When labour has produced the elements of wealth, economy superintends their consumption, saves the surplus of the non-consumed produce, accumulates it, forms it into capital stock, and seeks the most advantageous employment for this capital. It devotes one part to procure the raw materials of all labours and the advances necessary to the labourer, before the produce of their labour is put up to sale. The funds applied for these purposes form the circulating capital. Another part is employed in the amelioration and enlargement of the existing labours, and in new undertakings, and the funds thus directed to the increase of labour form the fixed capital. A third and last part is reserved for extraordinary consumptions, occasioned by the unforeseen necessities of private individuals and governments, and these funds form the reserved capital stock which is absorbed by private or public loans; so that all the produce which

economy saves from ordinary consumption, returns into circulation by extraordinary consumption, which restores the equilibrium between consumption and production.
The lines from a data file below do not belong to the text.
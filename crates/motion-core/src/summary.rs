//! Coarse stroke classification from shoulder-line tilt.

use swingsync_pose_model::frame::Sequence;
use swingsync_pose_model::keypoint::{LEFT_SHOULDER, RIGHT_SHOULDER};
use swingsync_pose_model::{StrokeGuess, StrokeSummary};

/// Mean tilt, in degrees, needed before a side is guessed.
const TILT_THRESHOLD_DEG: f64 = 5.0;

const GUESS_CONFIDENCE: f64 = 0.6;
const UNKNOWN_CONFIDENCE: f64 = 0.3;

/// Mean shoulder-line angle over frames with both shoulders usable.
pub fn mean_shoulder_tilt(seq: &Sequence, visibility_threshold: f64) -> Option<f64> {
    let angles: Vec<f64> = seq
        .frames()
        .iter()
        .filter_map(|frame| {
            let left = frame.usable(LEFT_SHOULDER, visibility_threshold)?;
            let right = frame.usable(RIGHT_SHOULDER, visibility_threshold)?;
            Some((right.y - left.y).atan2(right.x - left.x).to_degrees())
        })
        .collect();

    if angles.is_empty() {
        return None;
    }
    Some(angles.iter().sum::<f64>() / angles.len() as f64)
}

/// Guess forehand or backhand from the average shoulder tilt.
pub fn classify_stroke(seq: &Sequence, visibility_threshold: f64) -> StrokeSummary {
    match mean_shoulder_tilt(seq, visibility_threshold) {
        Some(tilt) if tilt > TILT_THRESHOLD_DEG => StrokeSummary {
            stroke_guess: StrokeGuess::Forehand,
            confidence: GUESS_CONFIDENCE,
        },
        Some(tilt) if tilt < -TILT_THRESHOLD_DEG => StrokeSummary {
            stroke_guess: StrokeGuess::Backhand,
            confidence: GUESS_CONFIDENCE,
        },
        _ => StrokeSummary {
            stroke_guess: StrokeGuess::Unknown,
            confidence: UNKNOWN_CONFIDENCE,
        },
    }
}

#[cfg(test)]
mod tests {
    use super::*;
    use swingsync_pose_model::frame::Frame;
    use swingsync_pose_model::keypoint::{Keypoint, LANDMARK_COUNT};

    fn shoulders(left: (f64, f64), right: (f64, f64), visibility: f64) -> Sequence {
        let frames = (0..4)
            .map(|i| {
                let mut keypoints = vec![Keypoint::hidden(); LANDMARK_COUNT];
                keypoints[LEFT_SHOULDER] = Keypoint::new(left.0, left.1, visibility);
                keypoints[RIGHT_SHOULDER] = Keypoint::new(right.0, right.1, visibility);
                Frame::new(i * 33, keypoints)
            })
            .collect();
        Sequence::new(frames).unwrap()
    }

    #[test]
    fn test_right_shoulder_lower_is_forehand() {
        let seq = shoulders((0.4, 0.30), (0.6, 0.36), 0.9);
        let summary = classify_stroke(&seq, 0.5);
        assert_eq!(summary.stroke_guess, StrokeGuess::Forehand);
        assert_eq!(summary.confidence, 0.6);
    }

    #[test]
    fn test_right_shoulder_higher_is_backhand() {
        let seq = shoulders((0.4, 0.36), (0.6, 0.30), 0.9);
        assert_eq!(classify_stroke(&seq, 0.5).stroke_guess, StrokeGuess::Backhand);
    }

    #[test]
    fn test_level_shoulders_are_unknown() {
        let seq = shoulders((0.4, 0.30), (0.6, 0.305), 0.9);
        let summary = classify_stroke(&seq, 0.5);
        assert_eq!(summary.stroke_guess, StrokeGuess::Unknown);
        assert_eq!(summary.confidence, 0.3);
    }

    #[test]
    fn test_hidden_shoulders_are_unknown() {
        let seq = shoulders((0.4, 0.30), (0.6, 0.40), 0.2);
        assert!(mean_shoulder_tilt(&seq, 0.5).is_none());
        assert_eq!(classify_stroke(&seq, 0.5).stroke_guess, StrokeGuess::Unknown);
    }
}
//! Capture-rate and timestamp utilities.
//!
//! Pose recordings carry per-frame millisecond timestamps that are
//! monotonic but not necessarily evenly spaced. The declared capture rate
//! is only used to estimate a nominal frame interval, e.g. to flag gaps
//! where the pose detector dropped frames.

/// Nominal capture rate of a pose recording.
#[derive(Debug, Clone, Copy, PartialEq)]
pub struct CaptureRate {
    fps: f64,
}

impl CaptureRate {
    /// Create a capture rate. Returns `None` for non-positive or non-finite rates.
    pub fn new(fps: f64) -> Option<Self> {
        (fps.is_finite() && fps > 0.0).then_some(Self { fps })
    }

    /// Frames per second.
    pub fn fps(&self) -> f64 {
        self.fps
    }

    /// Nominal interval between frames in milliseconds.
    pub fn interval_ms(&self) -> f64 {
        1000.0 / self.fps
    }

    /// Timestamp (ms) of the frame at `index`, truncated to whole milliseconds.
    pub fn timestamp_at(&self, index: usize) -> u64 {
        (index as f64 / self.fps * 1000.0).floor() as u64
    }

    /// Number of frames needed to cover `duration_ms`.
    pub fn frames_for_duration(&self, duration_ms: u64) -> usize {
        (duration_ms as f64 / self.interval_ms()).ceil() as usize
    }
}

/// Spacing irregularities found in a timestamp series.
#[derive(Debug, Clone, Default, PartialEq)]
pub struct TimestampAudit {
    /// Number of consecutive frame pairs sharing a timestamp.
    pub duplicates: usize,
    /// Number of consecutive frame pairs further apart than the gap tolerance.
    pub gaps: usize,
    /// Number of consecutive frame pairs whose timestamp goes backwards.
    pub regressions: usize,
    /// Largest delta between consecutive timestamps (ms).
    pub max_delta_ms: u64,
    /// Mean delta between consecutive timestamps (ms), 0 for fewer than two stamps.
    pub mean_delta_ms: f64,
}

impl TimestampAudit {
    /// Multiple of the nominal interval beyond which a delta counts as a gap.
    pub const GAP_TOLERANCE: f64 = 1.5;

    /// Whether the series is strictly increasing with no gaps.
    pub fn is_regular(&self) -> bool {
        self.duplicates == 0 && self.gaps == 0 && self.regressions == 0
    }
}

/// Audit the spacing of a timestamp series against a nominal capture rate.
pub fn audit_timestamps(timestamps: &[u64], rate: CaptureRate) -> TimestampAudit {
    let mut audit = TimestampAudit::default();
    if timestamps.len() < 2 {
        return audit;
    }

    let gap_limit = rate.interval_ms() * TimestampAudit::GAP_TOLERANCE;
    let mut total: u64 = 0;

    for pair in timestamps.windows(2) {
        let (prev, next) = (pair[0], pair[1]);
        if next < prev {
            audit.regressions += 1;
            continue;
        }
        let delta = next - prev;
        if delta == 0 {
            audit.duplicates += 1;
        } else if delta as f64 > gap_limit {
            audit.gaps += 1;
        }
        audit.max_delta_ms = audit.max_delta_ms.max(delta);
        total += delta;
    }

    audit.mean_delta_ms = total as f64 / (timestamps.len() - 1) as f64;
    audit
}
Some philosophical inquirers are afraid of the share which economy necessarily has in the formation of wealth. The term economy, which the vulgar confound with avarice, and constantly connect with notions of privation, makes them suppose that wealth is obtained only by privations; and hence they disdain riches as too painful and difficult to acquire: but their error arises from the wrong idea they attach to the word economy.

In its proper signification, it merely means order, moderation, and the proper direction of necessary, useful, and even agreeable expences; a vigilant severity against profusion and prodigality, and a just proportion between the ordinary expenditure and the ordinary income. The difference between avarice and economy is striking: the miser, like the economist, saves the surplus of his produce above his consumption : but the miser converts that produce into precious metals, which he buries under ground, and which from that instant, become useless to him and to all others; the economist, on the contrary, employs that surplus in more extended labour, the produce of which he shares with the labourers.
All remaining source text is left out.